I still felt the stress of not knowing what I wanted to be. I was all grown up, my kids becoming more self-sufficient, my “mom friends” reentering the workforce to careers they held before their family hiatus.
One day, my husband heard an interview on NPR, and he said, “Honey – it’s not about being a career person. It’s about being a person of purpose.”
There it was. What I wanted to be when I grew up. What I already was.
Everything I did to this point – learning, traveling, working, mothering, advocating, soul-searching. It all had purpose. It was my “why.” I just couldn’t see it because I was busy pursuing and lamenting, without realizing I had been defining my purpose all along.
I didn’t want to sell one more item, launch a new product, or knock a competitor off the shelf. I wanted to articulate a mission, bring it to life, compel an audience to engage in order to make the world a better place.
It seems I wasn’t alone in this discovery. According to a 2016 study by Net Impact, 41% of respondents identified a strong interest in pursuing a career with for-profit companies if they could still make a social impact through their work.
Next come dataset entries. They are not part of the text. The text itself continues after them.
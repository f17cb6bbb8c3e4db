use axum::{Json, http::StatusCode, response::{IntoResponse, Response}};
use serde::Serialize;
use thiserror::Error;
use tracing::debug;

#[derive(Debug, Error)]
pub enum MockError {
    #[error("Not found: {0}")]
    NotFound(String),

    #[error("Bad request: {0}")]
    BadRequest(String),

    #[error("Unauthorized: {0}")]
    Unauthorized(String),

    #[error("Conflict: {0}")]
    Conflict(String),
}

#[derive(Debug, Serialize)]
pub struct ErrorResponse {
    pub error: String,
    pub message: String,
}

impl IntoResponse for MockError {
    fn into_response(self) -> Response {
        let (status, message) = match self {
            MockError::NotFound(msg) => (StatusCode::NOT_FOUND, msg),
            MockError::BadRequest(msg) => (StatusCode::BAD_REQUEST, msg),
            MockError::Unauthorized(msg) => (StatusCode::UNAUTHORIZED, msg),
            MockError::Conflict(msg) => (StatusCode::CONFLICT, msg),
        };
        debug!("mock backend answering {}: {}", status, message);

        let body = Json(ErrorResponse {
            error: status.to_string(),
            message,
        });

        (status, body).into_response()
    }
}
use crate::models::{Course, Role};

pub const STUDENT_EMAIL: &str = "test@example.com";
pub const STUDENT_PASSWORD: &str = "password123";
pub const STUDENT_TOKEN: &str = "mock-jwt-token-123";
pub const STUDENT_ID: i64 = 123;

pub const ADMIN_EMAIL: &str = "admin@example.com";
pub const ADMIN_PASSWORD: &str = "admin123";
pub const ADMIN_TOKEN: &str = "mock-admin-token-456";
pub const ADMIN_ID: i64 = 1;
pub const ADMIN_NICKNAME: &str = "Juan Pérez";

pub const EXISTING_EMAIL: &str = "existing@example.com";

#[derive(Debug, Clone)]
pub struct MockUser {
    pub id: i64,
    pub nickname: String,
    pub email: String,
    pub password: String,
    pub role: Role,
    pub token: String,
}

pub fn users() -> Vec<MockUser> {
    vec![
        MockUser {
            id: STUDENT_ID,
            nickname: "Estudiante Test".to_string(),
            email: STUDENT_EMAIL.to_string(),
            password: STUDENT_PASSWORD.to_string(),
            role: Role::Student,
            token: STUDENT_TOKEN.to_string(),
        },
        MockUser {
            id: ADMIN_ID,
            nickname: ADMIN_NICKNAME.to_string(),
            email: ADMIN_EMAIL.to_string(),
            password: ADMIN_PASSWORD.to_string(),
            role: Role::Admin,
            token: ADMIN_TOKEN.to_string(),
        },
        MockUser {
            id: 2,
            nickname: "existing".to_string(),
            email: EXISTING_EMAIL.to_string(),
            password: "existing123".to_string(),
            role: Role::Student,
            token: "mock-jwt-token-existing".to_string(),
        },
    ]
}

pub fn courses() -> Vec<Course> {
    vec![
        Course {
            id: 1,
            title: "Curso de React".to_string(),
            description: "Aprende React desde cero".to_string(),
            category: "Frontend".to_string(),
            instructor: ADMIN_NICKNAME.to_string(),
            duration: 40,
            requirement: "Conocimientos básicos de JavaScript".to_string(),
            creation_date: Some("2024-01-15".to_string()),
            last_update: Some("2024-01-20".to_string()),
        },
        Course {
            id: 2,
            title: "Curso de Go".to_string(),
            description: "Programación en Go".to_string(),
            category: "Backend".to_string(),
            instructor: "María García".to_string(),
            duration: 60,
            requirement: "Conocimientos básicos de programación".to_string(),
            creation_date: Some("2024-01-10".to_string()),
            last_update: Some("2024-01-25".to_string()),
        },
    ]
}
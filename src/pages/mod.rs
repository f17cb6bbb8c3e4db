pub mod catalog;
pub mod course_details;

use std::sync::Arc;

use thiserror::Error;

use crate::api::CourseApi;
use crate::error::ApiError;
use crate::services::RoleResolver;
use crate::session::Session;
use crate::views::FormError;

pub use catalog::{CatalogPage, CourseModal, PageKind, SubscribeOutcome};
pub use course_details::CourseDetailsPage;

/// Handles every page needs: the backend and the persisted session.
#[derive(Clone)]
pub struct PageContext {
    pub api: Arc<dyn CourseApi>,
    pub session: Session,
}

impl PageContext {
    pub fn new(api: Arc<dyn CourseApi>, session: Session) -> Self {
        Self { api, session }
    }

    pub fn resolver(&self) -> RoleResolver {
        RoleResolver::new(self.api.clone(), self.session.clone())
    }
}

#[derive(Debug, Clone, Copy, PartialEq, Eq)]
pub enum PageState {
    Loading,
    Idle,
}

#[derive(Debug, Error)]
pub enum PageError {
    #[error("Action not available: {0}")]
    NotPermitted(&'static str),

    #[error("Not signed in")]
    NotSignedIn,

    #[error("Nothing to submit")]
    NoModal,

    #[error("No course loaded")]
    NoCourse,

    #[error("Unknown course {0}")]
    UnknownCourse(i64),

    #[error(transparent)]
    Form(#[from] FormError),

    #[error(transparent)]
    Api(#[from] ApiError),
}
It was a no-brainer, then, when Lynne Golodner invited me to coffee and told me about Your People, LLC – her mission-driven business messaging, marketing and media relations firm, focused on building business through storytelling, relationships and higher purpose. I jumped at the chance to work on a team that helps clients articulate and drive their mission forward.
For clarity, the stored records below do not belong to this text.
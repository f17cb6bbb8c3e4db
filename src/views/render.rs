use std::fmt::Write;

use crate::models::{Comment, Course, UploadedFile};

use super::capabilities::Capabilities;

pub const EMPTY_LIST: &str = "No se encontraron cursos";
pub const LOADING: &str = "Cargando...";
pub const ADD_COURSE: &str = "Añadir Curso";
pub const MY_COURSES: &str = "Mis Cursos";
pub const SUBSCRIBE: &str = "Inscribirse";
pub const MORE_INFO: &str = "+ Info";
pub const EDIT: &str = "Modificar";
pub const DELETE: &str = "Eliminar";

pub fn navbar(caps: &Capabilities) -> String {
    let action = if caps.can_create { ADD_COURSE } else { MY_COURSES };
    format!("[Inicio]  Busca algún curso...  [{}]", action)
}

/// Action labels a course card offers under `caps`, in display order.
pub fn card_actions(caps: &Capabilities) -> Vec<&'static str> {
    let mut actions = Vec::new();
    if caps.can_subscribe {
        actions.push(SUBSCRIBE);
    }
    if caps.can_open_details {
        actions.push(MORE_INFO);
    }
    if caps.can_edit {
        actions.push(EDIT);
    }
    if caps.can_delete {
        actions.push(DELETE);
    }
    actions
}

pub fn course_card(course: &Course, caps: &Capabilities) -> String {
    let mut out = String::new();
    let _ = writeln!(out, "#{} {} ({})", course.id, course.title, course.category.to_uppercase());
    let _ = writeln!(out, "  {}", course.description);
    let _ = writeln!(out, "  Instructor: {}", course.instructor);
    let _ = writeln!(out, "  Duración: {} Semanas", course.duration);
    let _ = writeln!(out, "  Requisitos: {}", course.requirement);

    let actions = card_actions(caps);
    if !actions.is_empty() {
        let buttons: Vec<String> = actions.iter().map(|a| format!("[{}]", a)).collect();
        let _ = writeln!(out, "  {}", buttons.join(" "));
    }
    out
}

pub fn course_list(courses: &[Course], caps: &Capabilities) -> String {
    if courses.is_empty() {
        return format!("{}\n", EMPTY_LIST);
    }
    courses
        .iter()
        .map(|c| course_card(c, caps))
        .collect::<Vec<_>>()
        .join("\n")
}

pub fn course_detail(course: &Course, caps: &Capabilities) -> String {
    let mut out = String::new();
    let _ = writeln!(out, "{}", course.title);
    let _ = writeln!(out, "{}", course.description);
    let _ = writeln!(out, "Categoría: {}", course.category);
    let _ = writeln!(out, "Instructor: {}", course.instructor);
    let _ = writeln!(out, "Duración: {} semanas", course.duration);
    let _ = writeln!(out, "Requisitos: {}", course.requirement);

    let mut controls = Vec::new();
    if caps.can_edit {
        controls.push(format!("[{}]", EDIT));
    }
    if caps.can_delete {
        controls.push(format!("[{}]", DELETE));
    }
    if !controls.is_empty() {
        let _ = writeln!(out, "{}", controls.join(" "));
    }
    out
}

pub fn comments(comments: &[Comment]) -> String {
    let mut out = String::from("Comentarios de estudiantes\n");
    for comment in comments {
        match &comment.display_name {
            Some(name) => {
                let _ = writeln!(out, "  {}: {}", name, comment.comment);
            }
            None => {
                let _ = writeln!(out, "  {}", comment.comment);
            }
        }
    }
    out
}

pub fn files(files: &[UploadedFile]) -> String {
    let mut out = String::from("Archivos\n");
    for file in files {
        let date = file
            .upload_date
            .map(|d| d.format("%Y-%m-%d").to_string())
            .unwrap_or_default();
        let _ = writeln!(out, "  {} {} {}", file.name, file.url, date);
    }
    out
}
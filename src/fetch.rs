//! Background fetch tasks and the messages they send back to the UI thread.
//!
//! Each key action spawns one tokio task for the HTTP round trip; the UI
//! loop drains the channel between draws, so the terminal never blocks on
//! the network.

use std::sync::mpsc::{Receiver, Sender};

use crate::api::{MetClient, ObjectRecord};

/// Messages sent from fetch tasks to the UI thread.
///
/// Every event carries the sequence stamp of the request that produced
/// it; the app discards events from superseded requests.
#[derive(Debug, Clone)]
pub enum FetchEvent {
    /// Catalog listed and one identifier drawn.
    SelectionPicked { seq: u64, id: u64, total: u64 },

    /// Catalog listing (or the draw itself) failed.
    SelectionFailed { seq: u64, message: String },

    /// Object record fetched for the current selection.
    ArtworkLoaded { seq: u64, record: ObjectRecord },

    /// Object record fetch failed.
    ArtworkFailed { seq: u64, message: String },
}

impl FetchEvent {
    pub fn seq(&self) -> u64 {
        match self {
            FetchEvent::SelectionPicked { seq, .. }
            | FetchEvent::SelectionFailed { seq, .. }
            | FetchEvent::ArtworkLoaded { seq, .. }
            | FetchEvent::ArtworkFailed { seq, .. } => *seq,
        }
    }
}

/// Channel pair connecting fetch tasks to the UI loop.
pub struct FetchChannels {
    /// Cloned into every spawned task.
    pub tx: Sender<FetchEvent>,

    /// Drained by the UI loop between draws.
    pub rx: Receiver<FetchEvent>,
}

impl FetchChannels {
    pub fn new() -> Self {
        let (tx, rx) = std::sync::mpsc::channel();
        Self { tx, rx }
    }
}

impl Default for FetchChannels {
    fn default() -> Self {
        Self::new()
    }
}

/// List the catalog and draw one identifier at random.
pub fn spawn_pick(client: MetClient, seq: u64, tx: Sender<FetchEvent>) {
    tokio::spawn(async move {
        let event = match client.list_objects().await {
            Ok(index) => match index.draw(&mut rand::thread_rng()) {
                Ok(id) => FetchEvent::SelectionPicked {
                    seq,
                    id,
                    total: index.total,
                },
                Err(err) => FetchEvent::SelectionFailed {
                    seq,
                    message: err.user_message(),
                },
            },
            Err(err) => FetchEvent::SelectionFailed {
                seq,
                message: err.user_message(),
            },
        };
        // Receiver may be gone during shutdown.
        let _ = tx.send(event);
    });
}

/// Fetch the record for the selected identifier.
pub fn spawn_reveal(client: MetClient, seq: u64, id: u64, tx: Sender<FetchEvent>) {
    tokio::spawn(async move {
        let event = match client.get_object(id).await {
            Ok(record) => FetchEvent::ArtworkLoaded { seq, record },
            Err(err) => FetchEvent::ArtworkFailed {
                seq,
                message: err.user_message(),
            },
        };
        let _ = tx.send(event);
    });
}
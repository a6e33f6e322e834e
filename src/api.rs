use rand::Rng;
use serde::Deserialize;
use thiserror::Error;

pub const DEFAULT_BASE_URL: &str = "https://collectionapi.metmuseum.org";

/// Longest slice of a server error body we put on screen.
const ERROR_BODY_LIMIT: usize = 200;

/// Response of the catalog listing endpoint.
///
/// `objectIDs` is `null` on the real API when a query matches nothing,
/// so the array stays optional here.
#[derive(Debug, Clone, Deserialize)]
pub struct ObjectsIndex {
    #[serde(default)]
    pub total: u64,
    #[serde(default, rename = "objectIDs")]
    pub object_ids: Option<Vec<u64>>,
}

impl ObjectsIndex {
    /// Draw one identifier uniformly from the listed ones.
    ///
    /// The draw runs over the identifier array itself rather than the
    /// server-reported `total`, so the result is always a listed id
    /// even if the two disagree.
    pub fn draw(&self, rng: &mut impl Rng) -> Result<u64, ApiError> {
        let ids = self.object_ids.as_deref().unwrap_or_default();
        if ids.is_empty() {
            return Err(ApiError::EmptyCatalog);
        }
        Ok(ids[rng.gen_range(0..ids.len())])
    }
}

/// A single object record from the per-object endpoint.
///
/// Every descriptive field is optional; the API routinely returns empty
/// strings, which the display layer treats the same as absent.
#[derive(Debug, Clone, Default, PartialEq, Deserialize)]
#[serde(rename_all = "camelCase", default)]
pub struct ObjectRecord {
    #[serde(rename = "objectID")]
    pub object_id: u64,
    pub title: Option<String>,
    pub object_date: Option<String>,
    pub primary_image: Option<String>,
    pub artist_prefix: Option<String>,
    pub artist_display_name: Option<String>,
    pub period: Option<String>,
    pub medium: Option<String>,
    pub dimensions: Option<String>,
    pub department: Option<String>,
    pub credit_line: Option<String>,
}

/// Error raised by catalog requests.
#[derive(Error, Debug)]
pub enum ApiError {
    #[error("HTTP {status}: {body}")]
    Status { status: u16, body: String },

    #[error("request failed: {0}")]
    Http(#[from] reqwest::Error),

    #[error("unparseable response body: {0}")]
    Decode(#[from] serde_json::Error),

    #[error("catalog listed no object identifiers")]
    EmptyCatalog,
}

impl ApiError {
    /// One-line message for the on-screen error log.
    pub fn user_message(&self) -> String {
        match self {
            ApiError::Status { status, body } => {
                let body = truncate_body(body);
                if body.is_empty() {
                    format!("request failed with HTTP {status}")
                } else {
                    format!("request failed with HTTP {status}: {body}")
                }
            }
            ApiError::Http(e) => format!("request failed: {e}"),
            ApiError::Decode(e) => format!("unparseable response: {e}"),
            ApiError::EmptyCatalog => "catalog listed no object identifiers".to_string(),
        }
    }
}

/// Trim and cap a server error body so one response cannot flood the log.
fn truncate_body(body: &str) -> String {
    let body = body.trim();
    if body.chars().count() <= ERROR_BODY_LIMIT {
        body.to_string()
    } else {
        let mut capped: String = body.chars().take(ERROR_BODY_LIMIT).collect();
        capped.push('…');
        capped
    }
}

/// Client for the Met collection API.
#[derive(Clone)]
pub struct MetClient {
    http: reqwest::Client,
    base_url: String,
}

impl MetClient {
    /// Build a client for the given API base URL.
    pub fn new(base_url: &str) -> Result<Self, ApiError> {
        let http = reqwest::Client::builder()
            .user_agent(concat!("met-explorer/", env!("CARGO_PKG_VERSION")))
            .build()?;
        Ok(Self {
            http,
            base_url: base_url.trim_end_matches('/').to_string(),
        })
    }

    /// Fetch the full catalog listing.
    pub async fn list_objects(&self) -> Result<ObjectsIndex, ApiError> {
        let url = format!("{}/public/collection/v1/objects", self.base_url);
        self.get_json(&url).await
    }

    /// Fetch the record for a single object.
    pub async fn get_object(&self, id: u64) -> Result<ObjectRecord, ApiError> {
        let url = format!("{}/public/collection/v1/objects/{id}", self.base_url);
        self.get_json(&url).await
    }

    async fn get_json<T: serde::de::DeserializeOwned>(&self, url: &str) -> Result<T, ApiError> {
        let response = self.http.get(url).send().await?;
        let status = response.status();
        let body = response.text().await?;
        if !status.is_success() {
            return Err(ApiError::Status {
                status: status.as_u16(),
                body,
            });
        }
        Ok(serde_json::from_str(&body)?)
    }
}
Every one of our clients, from traditional nonprofit social service agency Samaritas, to veteran-owned industrial contractors Progressive Mechanical, has some aspect of higher purpose in what they do or how they do it.
Equally enticing was the fact that this time, work and family didn’t have to be mutually exclusive concepts. I could be the person of purpose I wanted to be – both at work and at home.
This month, as we think about the equal presence of women, let’s also think about our pursuit of purpose. Purpose as an employee. Purpose as a mother. Purpose as a wage earner. Purpose as a leader. Purpose as a mentor. Purpose as someone making a difference.
Kirstin Karoub is Vice President, Operations & Strategy, for Your People LLC.